Conversions in Kowloon Walled City with Dignity
Conversion stories from Kowloon Walled City should be told as dignified testimonies of image-bearers, not as outsider fascination.
Listen to this story
~4 min read-aloud
There was a city inside a city, and almost no light reached its heart. They called it the Kowloon Walled City, a single block of Hong Kong where the buildings grew into one another like coral, where pipes leaked overhead and the sun never touched the lowest alleys. By most accounts it was the most crowded place on the face of the earth. Inside ran the triads, the gangs, and the trade that fed them: heroin, gambling, and bodies for sale. People said you did not go in unless you belonged there. And into that place, in the late twentieth century, a young Englishwoman named Jackie Pullinger walked, not to study the darkness, but to find the people the world had given up.
She had come to Hong Kong with little money and a stubborn conviction. She believed the gospel could reach a man chained to the dragon, the old name for heroin. And so she stayed. She learned the alleys. She sat with addicts in withdrawal, the sickness that twists a body for days. She prayed with them, sometimes through the long agony of coming off the drug. And the stories that came out of that place were not stories of scenery. They were stories of persons.
Think of one of them. A man known on the street only by his reputation. A heroin addict, perhaps a gang member, perhaps someone who had sold pieces of his life to keep the habit fed. He has buried his name under what the drug made of him. And then someone treats him as though he matters. Someone stays through the shaking and the sweat and the cravings that scream for one more hit. Someone tells him he is not refuse, not a warning to others, not a symbol of urban rot, but a person God knows by name. As the work of St Stephen's Society was remembered, men like him came off heroin without the usual torment, and they spoke of being filled with a peace they could not explain.
But here is the part that is easy to miss. The conversion was not the end. A man newly free still needed a bed. He needed work. He needed people who would not abandon him when the old pull returned. So the ministry became houses. It became long, patient love, the kind that lasts past the dramatic night and into the unglamorous years. The healed were not put on display. They were folded into a household, given a place at the table, taught a new way to live. That is what salvation looked like in the Walled City. Not a spectacle. A welcome.
The Walled City itself is gone now. The government cleared it and tore it down in the early nineteen nineties, and where that dense block once stood there is a quiet park. The alleys that never saw the sun have been replaced by grass and stone. But the people who came to faith there were never the architecture. They were image-bearers, each with a name, a body, a fear, and a hope. And the witness that endures is not the strangeness of the place.

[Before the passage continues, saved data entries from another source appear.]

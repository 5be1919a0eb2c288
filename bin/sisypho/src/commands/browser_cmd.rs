use sisypho_core::{Config, Paths};
use sisypho_tools::BrowserSessionManager;

/// Acquire a session through the tier chain and print its health report.
pub async fn status() -> anyhow::Result<()> {
    let paths = Paths::new();
    let config = Config::load_or_default(&paths)?;
    let mut manager = BrowserSessionManager::from_config(&config.browser, &paths);

    let acquired = manager.acquire_session().await.map(|s| s.tier().to_string());
    match acquired {
        Ok(tier) => println!("Acquired browser via {}", tier),
        Err(e) => println!("No browser available: {}", e),
    }
    println!("{}", serde_json::to_string_pretty(&manager.status().await)?);

    manager.release().await;
    Ok(())
}
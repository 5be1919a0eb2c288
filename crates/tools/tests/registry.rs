use serde_json::json;
use sisypho_tools::mcp::{BackendRegistry, CallError, CallOutcome, ConnectionState, ToolPayload};

fn backend(args: &str) -> String {
    format!("{} {}", env!("CARGO_BIN_EXE_sisypho-echo-backend"), args)
}

#[tokio::test]
async fn end_to_end_two_tools() {
    let mut registry = BackendRegistry::new();
    registry.add_backend(&backend("a b"), Some("echo")).unwrap();

    assert!(registry.initialize_all().await);
    assert_eq!(
        registry.call("a", json!({}), None).await,
        CallOutcome::Payload(ToolPayload::Structured(json!({"tool": "a", "arguments": {}})))
    );
    assert_eq!(
        registry.call("c", json!({}), None).await,
        CallOutcome::Failed(CallError::ToolNotFound("c".into()))
    );
    // Registry still serves after the miss
    assert!(registry.call("b", json!({"x": 1}), None).await.is_success());
    registry.cleanup().await;
}

#[tokio::test]
async fn first_registered_wins() {
    let mut registry = BackendRegistry::new();
    registry.add_backend(&backend("shared only_first"), Some("first")).unwrap();
    registry.add_backend(&backend("shared only_second"), Some("second")).unwrap();
    assert!(registry.initialize_all().await);

    for _ in 0..3 {
        assert_eq!(registry.resolve("shared").await.as_deref(), Some("first"));
    }
    assert_eq!(registry.resolve("only_second").await.as_deref(), Some("second"));
    assert_eq!(registry.resolve("nothing").await, None);

    // Explicit backend bypasses resolution
    assert!(registry.call("shared", json!({}), Some("second")).await.is_success());
    registry.cleanup().await;
}

#[tokio::test]
async fn partial_initialization_keeps_healthy_backends() {
    let mut registry = BackendRegistry::new();
    registry.add_backend("/nonexistent/broken-backend", None).unwrap();
    registry.add_backend(&backend("a"), Some("echo")).unwrap();

    assert!(!registry.initialize_all().await);
    let status = registry.backends();
    assert_eq!(status[0].name, "broken-backend");
    assert_eq!(status[0].state, ConnectionState::Failed);
    assert_eq!(status[1].state, ConnectionState::Ready);
    assert_eq!(status[1].tool_count, 1);

    assert!(registry.call("a", json!({}), None).await.is_success());
    registry.cleanup().await;
    registry.cleanup().await;
    assert!(registry.backends().is_empty());
}

#[tokio::test]
async fn resolve_initializes_lazily() {
    let mut registry = BackendRegistry::new();
    registry.add_backend(&backend("a"), Some("echo")).unwrap();
    assert_eq!(registry.backends()[0].state, ConnectionState::Stopped);
    assert_eq!(registry.resolve("a").await.as_deref(), Some("echo"));
    assert_eq!(registry.backends()[0].state, ConnectionState::Ready);
    registry.cleanup().await;
}
pub mod browser;
pub mod capabilities;
pub mod mcp;
pub mod recording;

pub use browser::{BrowserSessionManager, SharedBrowser};
pub use capabilities::{Capabilities, ToolCaller};
pub use mcp::{BackendRegistry, CallError, CallOutcome, McpClient, SharedRegistry, ToolPayload};
pub use recording::Recorder;

/// Truncate a string to at most `max_chars` bytes, respecting UTF-8 char boundaries.
pub fn safe_truncate(s: &str, max_chars: usize) -> &str {
    if s.len() <= max_chars {
        return s;
    }
    let mut end = max_chars;
    while end > 0 && !s.is_char_boundary(end) {
        end -= 1;
    }
    &s[..end]
}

It is the plain, staggering claim that Christ goes where others will not, and that no one is too far gone to be called by name.
That is the thing worth remembering. Not the most crowded place on earth, not the gangs, not the dragon. But the truth that in the lowest alley, where the light could not reach, a person could be found, freed, and brought home.
Scripture Connections
The shepherd who leaves the ninety-nine to seek the one lost echoes seeking people the world abandoned.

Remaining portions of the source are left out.